Stem cell transplantation is a promising strategy for delayed wound healing caused by chemotherapy. However, the fate of stem cells under chemotherapy has not been fully elucidated. Herein we characterized human fetal bone marrow stromal cells (hBMSCs) during wound healing in mice treated with cyclophosphamide (CTX). The isolated hBMSCs expressed the phenotype of CD11b(low)/CD14(low)/CD34(low)/CD45(low)/CD29(high)/CD44(high)/CD90(high)/CD105(high)/CD146(high)/STRO-1(low). Following in vitro exposure to CTX, hBMSCs showed decreased cell growth in a dose- and time-dependent manner, accompanied by increased expressions of collagen-I/III, and CD31. After transplantation, wounds closed as early as 8 days and were positive for α-smooth muscle actin (α-SMA), implicating the enhanced re-epithelialization and wound contraction. Moreover, proliferating cell nuclear antigen (PCNA) and CD31 showed co-localization with α-SMA, suggesting the differentiation of hBMSCs into epithelial cells and myofibroblasts/fibroblasts. Taken together, our results indicate hBMSCs can accelerate wound healing under chemotherapy through altering their phenotypes.

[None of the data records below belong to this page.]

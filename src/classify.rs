use axum::extract::Request;
use axum::http::header;
use std::path::{Path, PathBuf};
use tokio::fs;
use tracing::debug;

/// Source extensions probed, in preference order, when a direct `.webp`
/// request falls back to an origin format.
const SOURCE_EXTENSIONS: [&str; 3] = ["jpg", "png", "tiff"];

/// Per-request view of the fields classification needs. Immutable once
/// derived.
#[derive(Debug, Clone)]
pub struct RequestDescriptor {
    pub path: String,
    pub query: Option<String>,
    pub accept: Option<String>,
}

impl RequestDescriptor {
    pub fn from_request(req: &Request) -> Self {
        Self {
            path: req.uri().path().to_string(),
            query: req.uri().query().map(str::to_string),
            accept: req
                .headers()
                .get(header::ACCEPT)
                .and_then(|v| v.to_str().ok())
                .map(str::to_string),
        }
    }

    /// The URL string the cache key is derived from.
    pub fn url(&self) -> String {
        match &self.query {
            Some(q) => format!("{}?{}", self.path, q),
            None => self.path.clone(),
        }
    }

    fn with_extension(&self, ext: &str) -> Self {
        let path = match self.path.rfind('.') {
            Some(dot) => format!("{}.{}", &self.path[..dot], ext),
            None => self.path.clone(),
        };
        Self {
            path,
            query: self.query.clone(),
            accept: self.accept.clone(),
        }
    }

    fn extension(&self) -> Option<String> {
        Path::new(&self.path)
            .extension()
            .and_then(|e| e.to_str())
            .map(str::to_ascii_lowercase)
    }
}

/// A request the middleware will attempt to serve as WebP.
#[derive(Debug, Clone)]
pub struct Eligible {
    /// On-disk path of the source image under the base directory.
    pub source_path: PathBuf,
    /// URL string (after any alternate-source rewrite) the cache key is
    /// derived from.
    pub effective_url: String,
}

pub struct Classifier {
    base_dir: PathBuf,
    serve_webp: bool,
}

impl Classifier {
    pub fn new(base_dir: PathBuf, serve_webp: bool) -> Self {
        Self {
            base_dir,
            serve_webp,
        }
    }

    /// Decides whether a request is eligible for transcoding.
    ///
    /// Direct `.webp` requests are resolved to an existing source file under
    /// the preference order jpg, png, tiff and re-classified with the
    /// rewritten extension. A rewritten extension is never `.webp`, so one
    /// rewrite bounds the loop. Everything else either passes the MIME and
    /// Accept checks or is handed back to the inner service untouched.
    pub async fn classify(&self, desc: &RequestDescriptor) -> Option<Eligible> {
        // Path traversal never reaches the filesystem probes.
        if desc.path.split('/').any(|seg| seg == "..") {
            return None;
        }

        let mut desc = desc.clone();
        for _ in 0..2 {
            if self.serve_webp && desc.extension().as_deref() == Some("webp") {
                desc = self.resolve_alternate_source(&desc).await?;
                continue;
            }

            let mime_type = mime_guess::from_path(&desc.path).first()?;
            let supported = mime_type == mime::IMAGE_JPEG
                || mime_type == mime::IMAGE_PNG
                || mime_type == "image/tiff";
            let accepts_webp = desc
                .accept
                .as_deref()
                .is_some_and(|a| a.contains("image/webp"));

            if !supported || !accepts_webp {
                debug!(path = %desc.path, %mime_type, accepts_webp, "request not eligible for transcoding");
                return None;
            }

            return Some(Eligible {
                source_path: self.source_path(&desc.path),
                effective_url: desc.url(),
            });
        }
        None
    }

    /// For a direct `.webp` request, finds a source file with the same base
    /// name and returns the rewritten descriptor.
    async fn resolve_alternate_source(
        &self,
        desc: &RequestDescriptor,
    ) -> Option<RequestDescriptor> {
        for ext in SOURCE_EXTENSIONS {
            let rewritten = desc.with_extension(ext);
            let candidate = self.source_path(&rewritten.path);
            match fs::metadata(&candidate).await {
                Ok(meta) if meta.is_file() => {
                    debug!(from = %desc.path, to = %rewritten.path, "rewrote direct webp request");
                    return Some(rewritten);
                }
                _ => continue,
            }
        }
        None
    }

    fn source_path(&self, url_path: &str) -> PathBuf {
        self.base_dir.join(url_path.trim_start_matches('/'))
    }
}
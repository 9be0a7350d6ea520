use serde::{Deserialize, Serialize};
use std::path::PathBuf;
use std::time::Duration;
use thiserror::Error;

/// Default WebP quality handed to the external tool when none is configured.
pub const DEFAULT_QUALITY: u8 = 80;

fn default_tool() -> PathBuf {
    PathBuf::from("cwebp")
}

fn default_tool_timeout() -> Duration {
    Duration::from_secs(30)
}

fn default_failure_ttl() -> Duration {
    Duration::from_secs(30)
}

/// Middleware configuration.
///
/// Everything under "transcode options" is passed through to the external
/// tool's flag vocabulary by [`crate::options::compile_flags`]; invalid
/// combinations surface as a transcode failure, not a config error.
#[derive(Debug, Clone, Serialize, Deserialize)]
#[serde(default)]
pub struct WebpConfig {
    /// Cache directory. Defaults to `<cwd>/webp-cache` when unset.
    pub cache_dir: Option<PathBuf>,

    /// Serve a transcoded source image for direct `.webp` requests when the
    /// `.webp` file itself does not exist on disk.
    pub serve_webp: bool,

    /// External transcode tool, invoked as `tool <src> [flags...] -o <dest>`.
    #[serde(default = "default_tool")]
    pub tool: PathBuf,

    /// Wall-clock limit on a single tool invocation. Expiry counts as a
    /// transcode failure.
    #[serde(default = "default_tool_timeout")]
    pub tool_timeout: Duration,

    /// How long a failed key is remembered before the tool may be retried.
    #[serde(default = "default_failure_ttl")]
    pub failure_ttl: Duration,

    // Transcode options (cwebp flag vocabulary).
    pub quality: Option<u8>,
    pub method: Option<u8>,
    pub lossless: bool,
    pub multithread: bool,
    pub resize: Option<(u32, u32)>,
    pub metadata: Option<String>,

    /// Verbatim extra flags appended after the recognized options.
    pub extra_flags: Vec<String>,
}

impl Default for WebpConfig {
    fn default() -> Self {
        Self {
            cache_dir: None,
            serve_webp: false,
            tool: default_tool(),
            tool_timeout: default_tool_timeout(),
            failure_ttl: default_failure_ttl(),
            quality: None,
            method: None,
            lossless: false,
            multithread: false,
            resize: None,
            metadata: None,
            extra_flags: Vec::new(),
        }
    }
}

#[derive(Error, Debug)]
pub enum ConfigError {
    #[error("tool path cannot be empty")]
    EmptyTool,
    #[error("quality must be <= 100")]
    InvalidQuality,
    #[error("method must be <= 6")]
    InvalidMethod,
    #[error("resize dimensions must be > 0")]
    InvalidResize,
}

impl WebpConfig {
    pub fn validate(&self) -> Result<(), ConfigError> {
        if self.tool.as_os_str().is_empty() {
            return Err(ConfigError::EmptyTool);
        }
        if matches!(self.quality, Some(q) if q > 100) {
            return Err(ConfigError::InvalidQuality);
        }
        if matches!(self.method, Some(m) if m > 6) {
            return Err(ConfigError::InvalidMethod);
        }
        if matches!(self.resize, Some((w, h)) if w == 0 || h == 0) {
            return Err(ConfigError::InvalidResize);
        }
        Ok(())
    }

    /// Cache directory with the `<cwd>/webp-cache` fallback applied.
    pub fn resolved_cache_dir(&self) -> PathBuf {
        self.cache_dir.clone().unwrap_or_else(|| {
            std::env::current_dir()
                .unwrap_or_else(|_| PathBuf::from("."))
                .join("webp-cache")
        })
    }
}
use std::collections::HashMap;
use std::path::{Path, PathBuf};
use std::process::Stdio;
use std::sync::{Arc, Mutex, MutexGuard, PoisonError};
use std::time::{Duration, Instant};
use tokio::process::Command;
use tokio::sync::watch;
use tracing::{debug, error, info, warn};

use crate::cache::CacheStore;

/// Result of a coordinated transcode attempt for one cache key.
#[derive(Debug, Clone, Copy, PartialEq, Eq)]
pub enum TranscodeOutcome {
    /// The key resolved (this request led the invocation, or waited on one
    /// that succeeded). The caller re-resolves and serves from the cache.
    Completed,
    /// The invocation failed or was skipped after a recent failure. The
    /// caller falls through to the inner service.
    Failed,
}

enum Role {
    Leader(watch::Sender<bool>),
    Waiter(watch::Receiver<bool>),
}

/// Serializes external tool invocations per cache key.
///
/// The in-flight registry guarantees at most one invocation per key at a
/// time: the first request on a miss becomes the leader, everyone else
/// clones the leader's watch receiver under the same lock and waits, so a
/// completion can never slip between the registry check and the wait.
/// Failures are negatively cached for `failure_ttl` so a broken source does
/// not trigger an invocation storm.
pub struct TranscodeCoordinator {
    tool: PathBuf,
    flags: Vec<String>,
    tool_timeout: Duration,
    failure_ttl: Duration,
    in_flight: Mutex<HashMap<String, watch::Receiver<bool>>>,
    failures: Mutex<HashMap<String, Instant>>,
}

impl TranscodeCoordinator {
    pub fn new(
        tool: PathBuf,
        flags: Vec<String>,
        tool_timeout: Duration,
        failure_ttl: Duration,
    ) -> Self {
        Self {
            tool,
            flags,
            tool_timeout,
            failure_ttl,
            in_flight: Mutex::new(HashMap::new()),
            failures: Mutex::new(HashMap::new()),
        }
    }

    /// Ensures a transcode for `key` runs exactly once under concurrent
    /// load. Returns once the key has resolved either way; callers then
    /// re-run their cache resolution.
    pub async fn transcode(
        self: &Arc<Self>,
        store: &CacheStore,
        key: &str,
        source: &Path,
        dest: &Path,
    ) -> TranscodeOutcome {
        if self.recently_failed(key) {
            debug!(key, "skipping transcode, failure cached");
            return TranscodeOutcome::Failed;
        }

        let role = {
            let mut map = self.lock_in_flight();
            match map.get(key) {
                Some(rx) => Role::Waiter(rx.clone()),
                None => {
                    let (tx, rx) = watch::channel(false);
                    map.insert(key.to_string(), rx);
                    Role::Leader(tx)
                }
            }
        };

        match role {
            Role::Waiter(mut rx) => {
                debug!(key, "joining in-flight transcode");
                if rx.changed().await.is_err() {
                    // Leader went away without cleanup; drop the entry so
                    // the next request can lead again, but only if it is
                    // still the dead one and not a new leader's.
                    let mut map = self.lock_in_flight();
                    if map.get(key).is_some_and(|entry| entry.has_changed().is_err()) {
                        map.remove(key);
                    }
                }
                if self.recently_failed(key) {
                    TranscodeOutcome::Failed
                } else {
                    TranscodeOutcome::Completed
                }
            }
            Role::Leader(tx) => {
                // A previous leader may have resolved this key between our
                // durable-tier miss and winning the registry slot.
                if store.exists(dest).await {
                    self.finish(key, tx);
                    return TranscodeOutcome::Completed;
                }

                let coordinator = Arc::clone(self);
                let owned_key = key.to_string();
                let source = source.to_path_buf();
                let dest = dest.to_path_buf();
                // The invocation is not tied to the requesting connection:
                // if the client disconnects, the task still completes and
                // populates the cache for future requests.
                let task = tokio::spawn(async move {
                    let ok = coordinator.invoke(&source, &dest).await;
                    if !ok {
                        coordinator.record_failure(&owned_key);
                        // A half-written destination must not be mistaken
                        // for a valid cache entry.
                        let _ = tokio::fs::remove_file(&dest).await;
                    }
                    coordinator.finish(&owned_key, tx);
                    ok
                });

                match task.await {
                    Ok(true) => TranscodeOutcome::Completed,
                    Ok(false) => TranscodeOutcome::Failed,
                    Err(e) => {
                        error!(key, error = %e, "transcode task failed to run");
                        TranscodeOutcome::Failed
                    }
                }
            }
        }
    }

    /// Runs `tool <source> [flags...] -o <dest>` under the configured
    /// timeout. Zero exit with a non-empty destination counts as success.
    async fn invoke(&self, source: &Path, dest: &Path) -> bool {
        debug!(
            tool = %self.tool.display(),
            source = %source.display(),
            dest = %dest.display(),
            "invoking transcode tool"
        );
        let started = Instant::now();

        let mut child = match Command::new(&self.tool)
            .arg(source)
            .args(&self.flags)
            .arg("-o")
            .arg(dest)
            .stdout(Stdio::null())
            .stderr(Stdio::null())
            .kill_on_drop(true)
            .spawn()
        {
            Ok(child) => child,
            Err(e) => {
                error!(tool = %self.tool.display(), error = %e, "failed to spawn transcode tool");
                return false;
            }
        };

        let status = match tokio::time::timeout(self.tool_timeout, child.wait()).await {
            Ok(Ok(status)) => status,
            Ok(Err(e)) => {
                error!(error = %e, "transcode tool did not run");
                return false;
            }
            Err(_) => {
                warn!(source = %source.display(), timeout = ?self.tool_timeout, "transcode tool timed out");
                return false;
            }
        };

        if !status.success() {
            error!(%status, source = %source.display(), "transcode tool exited with failure");
            return false;
        }

        // A clean exit that left nothing usable behind is still a failure.
        match tokio::fs::metadata(dest).await {
            Ok(meta) if meta.len() > 0 => {
                info!(dest = %dest.display(), elapsed = ?started.elapsed(), "transcoded to webp");
                true
            }
            _ => {
                error!(dest = %dest.display(), "transcode tool exited cleanly but produced no output");
                false
            }
        }
    }

    fn recently_failed(&self, key: &str) -> bool {
        let mut failures = self.lock_failures();
        match failures.get(key) {
            Some(at) if at.elapsed() < self.failure_ttl => true,
            Some(_) => {
                failures.remove(key);
                false
            }
            None => false,
        }
    }

    fn record_failure(&self, key: &str) {
        self.lock_failures().insert(key.to_string(), Instant::now());
    }

    /// Releases the registry slot and wakes all waiters.
    fn finish(&self, key: &str, tx: watch::Sender<bool>) {
        self.lock_in_flight().remove(key);
        let _ = tx.send(true);
    }

    fn lock_in_flight(&self) -> MutexGuard<'_, HashMap<String, watch::Receiver<bool>>> {
        self.in_flight.lock().unwrap_or_else(PoisonError::into_inner)
    }

    fn lock_failures(&self) -> MutexGuard<'_, HashMap<String, Instant>> {
        self.failures.lock().unwrap_or_else(PoisonError::into_inner)
    }
}
pub mod model;
pub mod routes;

pub use routes::routes;
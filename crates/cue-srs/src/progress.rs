use chrono::NaiveDate;
use serde::{Deserialize, Serialize};

/// Experience points awarded for every persisted review.
pub const XP_PER_REVIEW: i32 = 10;

/// Compute the daily streak after studying on `today`.
///
/// Days are compared as calendar dates, not as 24 hour spans.
///
/// # Arguments
///
/// * `current_streak` - The streak stored before this review
/// * `last_study_date` - The day of the previous review, if any
/// * `today` - The day of this review
///
/// # Returns
///
/// * `1` on the very first study day
/// * `current_streak` when the user already studied today (no double count)
/// * `current_streak + 1` when the last study day was yesterday
/// * `1` when one or more days were skipped
pub fn next_streak(current_streak: i32, last_study_date: Option<NaiveDate>, today: NaiveDate) -> i32 {
    let Some(last) = last_study_date else {
        return 1;
    };

    if last == today {
        current_streak
    } else if today.pred_opt() == Some(last) {
        current_streak.saturating_add(1)
    } else {
        1
    }
}

/// Level information derived from a user's experience points.
#[derive(Debug, Clone, Copy, PartialEq, Serialize, Deserialize)]
pub struct Level {
    /// Current level, starting at 1
    pub level: i32,
    /// Experience at which the current level started
    pub current_level_xp: i32,
    /// Experience needed to reach the next level
    pub next_level_xp: i32,
    /// Progress through the current level, from 0 to 100
    pub progress_percent: f64,
}

/// Derive the level from experience points.
///
/// Levels grow quadratically: level `n` spans `[(n-1)^2 * 100, n^2 * 100)`,
/// so level 2 starts at 100 XP, level 3 at 400 XP, level 4 at 900 XP.
pub fn level_for_xp(xp: i32) -> Level {
    let xp = xp.max(0);
    let level = (xp / 100).isqrt() + 1;
    let current_level_xp = (level - 1) * (level - 1) * 100;
    let next_level_xp = level * level * 100;
    let progress_percent = f64::from(xp - current_level_xp) * 100.0
        / f64::from(next_level_xp - current_level_xp);

    Level {
        level,
        current_level_xp,
        next_level_xp,
        progress_percent,
    }
}

#[cfg(test)]
mod tests {
    use super::*;

    fn day(y: i32, m: u32, d: u32) -> NaiveDate {
        NaiveDate::from_ymd_opt(y, m, d).unwrap()
    }

    #[test]
    fn test_first_study_day_starts_streak() {
        assert_eq!(next_streak(0, None, day(2025, 5, 1)), 1);
        // A stale stored streak without a date is still a first day
        assert_eq!(next_streak(7, None, day(2025, 5, 1)), 1);
    }

    #[test]
    fn test_same_day_does_not_double_count() {
        assert_eq!(next_streak(4, Some(day(2025, 5, 1)), day(2025, 5, 1)), 4);
    }

    #[test]
    fn test_consecutive_day_increments() {
        assert_eq!(next_streak(4, Some(day(2025, 5, 1)), day(2025, 5, 2)), 5);
        // Across a month boundary
        assert_eq!(next_streak(9, Some(day(2025, 4, 30)), day(2025, 5, 1)), 10);
        // Across a year boundary
        assert_eq!(next_streak(2, Some(day(2024, 12, 31)), day(2025, 1, 1)), 3);
    }

    #[test]
    fn test_skipped_day_resets() {
        assert_eq!(next_streak(12, Some(day(2025, 5, 1)), day(2025, 5, 3)), 1);
        assert_eq!(next_streak(12, Some(day(2024, 5, 1)), day(2025, 5, 1)), 1);
    }

    #[test]
    fn test_last_study_in_future_resets() {
        assert_eq!(next_streak(3, Some(day(2025, 5, 9)), day(2025, 5, 1)), 1);
    }

    #[test]
    fn test_level_boundaries() {
        assert_eq!(level_for_xp(0).level, 1);
        assert_eq!(level_for_xp(99).level, 1);
        assert_eq!(level_for_xp(100).level, 2);
        assert_eq!(level_for_xp(399).level, 2);
        assert_eq!(level_for_xp(400).level, 3);
        assert_eq!(level_for_xp(900).level, 4);
    }

    #[test]
    fn test_level_progress() {
        let level = level_for_xp(250);
        assert_eq!(level.level, 2);
        assert_eq!(level.current_level_xp, 100);
        assert_eq!(level.next_level_xp, 400);
        assert!((level.progress_percent - 50.0).abs() < f64::EPSILON);

        let level = level_for_xp(0);
        assert_eq!(level.progress_percent, 0.0);
    }

    #[test]
    fn test_negative_xp_is_treated_as_zero() {
        assert_eq!(level_for_xp(-50), level_for_xp(0));
    }
}
use axum::{Json, Router, extract::State, routing::get};
use cue_db::{models::UserStats, repositories::user};

use super::model::StatsResponse;
use crate::{ApiState, auth::AuthUser, error::ApiError};

pub fn routes() -> Router<ApiState> {
    Router::new().route("/me/stats", get(get_stats))
}

/// A user who has not created anything yet has no row and starts from zero
async fn get_stats(
    auth_user: AuthUser,
    State(state): State<ApiState>,
) -> Result<Json<StatsResponse>, ApiError> {
    let stats = user::find_stats(&state.pool, auth_user.user_id)
        .await?
        .unwrap_or(UserStats {
            xp: 0,
            streak: 0,
            last_study_date: None,
        });

    Ok(Json(stats.into()))
}
//! In-memory [`ReviewStore`] for unit tests.

use std::{
    collections::HashMap,
    sync::{Mutex, MutexGuard},
};

use anyhow::{anyhow, bail};
use chrono::{DateTime, Utc};
use cue_db::models::UserStats;
use cue_srs::{Schedule, SchedulingState};
use tokio::sync::Semaphore;
use uuid::Uuid;

use crate::review::{ReviewStore, advance_progress};

#[derive(Default)]
struct Tables {
    cards: HashMap<Uuid, SchedulingState>,
    users: HashMap<Uuid, UserStats>,
    failing_saves: u32,
    save_attempts: u32,
}

#[derive(Default)]
pub struct MemoryStore {
    tables: Mutex<Tables>,
    /// When set, every schedule write waits for a permit
    gate: Option<Semaphore>,
}

impl MemoryStore {
    pub fn new() -> Self {
        Self::default()
    }

    /// A store whose schedule writes block until [`release`](Self::release) is called.
    pub fn gated() -> Self {
        Self {
            gate: Some(Semaphore::new(0)),
            ..Self::default()
        }
    }

    pub fn release(&self, writes: usize) {
        if let Some(gate) = &self.gate {
            gate.add_permits(writes);
        }
    }

    fn tables(&self) -> MutexGuard<'_, Tables> {
        self.tables.lock().unwrap()
    }

    pub fn add_card(&self) -> Uuid {
        let id = Uuid::new_v4();
        self.tables().cards.insert(id, SchedulingState::default());
        id
    }

    pub fn add_user(&self) -> Uuid {
        let id = Uuid::new_v4();
        self.tables().users.insert(
            id,
            UserStats {
                xp: 0,
                streak: 0,
                last_study_date: None,
            },
        );
        id
    }

    pub fn fail_next_saves(&self, count: u32) {
        self.tables().failing_saves = count;
    }

    pub fn save_attempts(&self) -> u32 {
        self.tables().save_attempts
    }

    pub fn schedule_of(&self, card_id: Uuid) -> Option<SchedulingState> {
        self.tables().cards.get(&card_id).copied()
    }

    pub fn stats_of(&self, user_id: Uuid) -> Option<UserStats> {
        self.tables().users.get(&user_id).cloned()
    }
}

impl ReviewStore for MemoryStore {
    async fn load_schedule(&self, card_id: Uuid) -> anyhow::Result<SchedulingState> {
        self.schedule_of(card_id)
            .ok_or_else(|| anyhow!("card {card_id} not found"))
    }

    async fn save_schedule(&self, card_id: Uuid, schedule: Schedule) -> anyhow::Result<()> {
        if let Some(gate) = &self.gate {
            gate.acquire().await?.forget();
        }

        let mut tables = self.tables();
        tables.save_attempts += 1;
        if tables.failing_saves > 0 {
            tables.failing_saves -= 1;
            bail!("simulated write failure");
        }
        match tables.cards.get_mut(&card_id) {
            Some(state) => {
                *state = schedule.state();
                Ok(())
            }
            None => bail!("card {card_id} not found"),
        }
    }

    async fn record_progress(
        &self,
        user_id: Uuid,
        reviewed_at: DateTime<Utc>,
    ) -> anyhow::Result<UserStats> {
        let mut tables = self.tables();
        let stats = tables
            .users
            .get_mut(&user_id)
            .ok_or_else(|| anyhow!("user {user_id} not found"))?;
        *stats = advance_progress(stats, reviewed_at);
        Ok(stats.clone())
    }
}
use axum::{
    Json, Router,
    extract::State,
    http::StatusCode,
    middleware,
    response::IntoResponse,
    routing::get,
};
use metrics_exporter_prometheus::PrometheusHandle;
use serde_json::json;
use tower_http::trace::{DefaultMakeSpan, DefaultOnResponse, TraceLayer};
use tracing::Level;

use crate::{
    card, deck,
    middleware::{cors::create_cors_layer, request_id, security_headers::apply_security_headers},
    review,
    state::ApiState,
    study, user,
};

pub fn router() -> Router<ApiState> {
    Router::new()
        .route("/health", get(health))
        .route("/health/ready", get(ready))
        .merge(deck::routes())
        .merge(card::routes())
        .merge(review::routes())
        .merge(study::routes())
        .merge(user::routes())
        .fallback(handler_404)
}

/// The full application: routes, `/metrics` when a recorder is installed,
/// and the middleware stack.
pub fn app(
    state: ApiState,
    metrics_handle: Option<PrometheusHandle>,
    allowed_origins: Vec<String>,
) -> Router {
    let environment = state.environment;

    let mut routes = router();
    if let Some(handle) = metrics_handle {
        let metrics_app = Router::new()
            .route("/metrics", get(crate::metrics::metrics_handler))
            .with_state(handle);
        routes = routes.merge(metrics_app);
    }

    let trace_layer = TraceLayer::new_for_http()
        .make_span_with(DefaultMakeSpan::new().level(Level::INFO))
        .on_response(DefaultOnResponse::new().level(Level::INFO));

    // Outermost last: request ids are assigned before tracing and metrics run
    let app = routes
        .with_state(state)
        .layer(create_cors_layer(allowed_origins))
        .layer(trace_layer)
        .layer(middleware::from_fn(crate::metrics::track_metrics))
        .layer(middleware::from_fn(request_id::request_id_middleware));

    apply_security_headers(app, environment)
}

/// Liveness: the process is up
async fn health() -> StatusCode {
    StatusCode::OK
}

/// Readiness: the database answers
async fn ready(State(state): State<ApiState>) -> impl IntoResponse {
    match cue_db::ping(&state.pool).await {
        Ok(()) => (StatusCode::OK, Json(json!({ "status": "ready" }))),
        Err(e) => {
            tracing::warn!(error = %e, "readiness check failed");
            (
                StatusCode::SERVICE_UNAVAILABLE,
                Json(json!({ "status": "unavailable" })),
            )
        }
    }
}

async fn handler_404() -> impl IntoResponse {
    (
        StatusCode::NOT_FOUND,
        Json(json!({ "error": "The requested resource was not found" })),
    )
}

干细胞移植是一种有前途的策略,可用于治疗化疗引起的延迟性伤口愈合。然而,化疗下干细胞的命运尚未完全阐明。在此,我们在接受环磷酰胺(CTX)治疗的小鼠伤口愈合过程中对人胎骨髓基质细胞(hBMSCs)进行了特征描述。分离的 hBMSCs 表达 CD11b(low)/CD14(low)/CD34(low)/CD45(low)/CD29(high)/CD44(high)/CD90(high)/CD105(high)/CD146(high)/STRO-1(low) 的表型。在体外暴露于 CTX 后,hBMSCs 的细胞生长呈剂量和时间依赖性下降,同时胶原-I/III 和 CD31 的表达增加。移植后,伤口早在 8 天就闭合,并呈α-平滑肌肌动蛋白(α-SMA)阳性,提示上皮细胞和肌纤维母细胞/成纤维细胞的再上皮化和伤口收缩增强。此外,增殖细胞核抗原(PCNA)和 CD31 与 α-SMA 共定位,表明 hBMSCs 分化为上皮细胞和肌纤维母细胞/成纤维细胞。总之,我们的研究结果表明,hBMSCs 通过改变其表型可以加速化疗下的伤口愈合。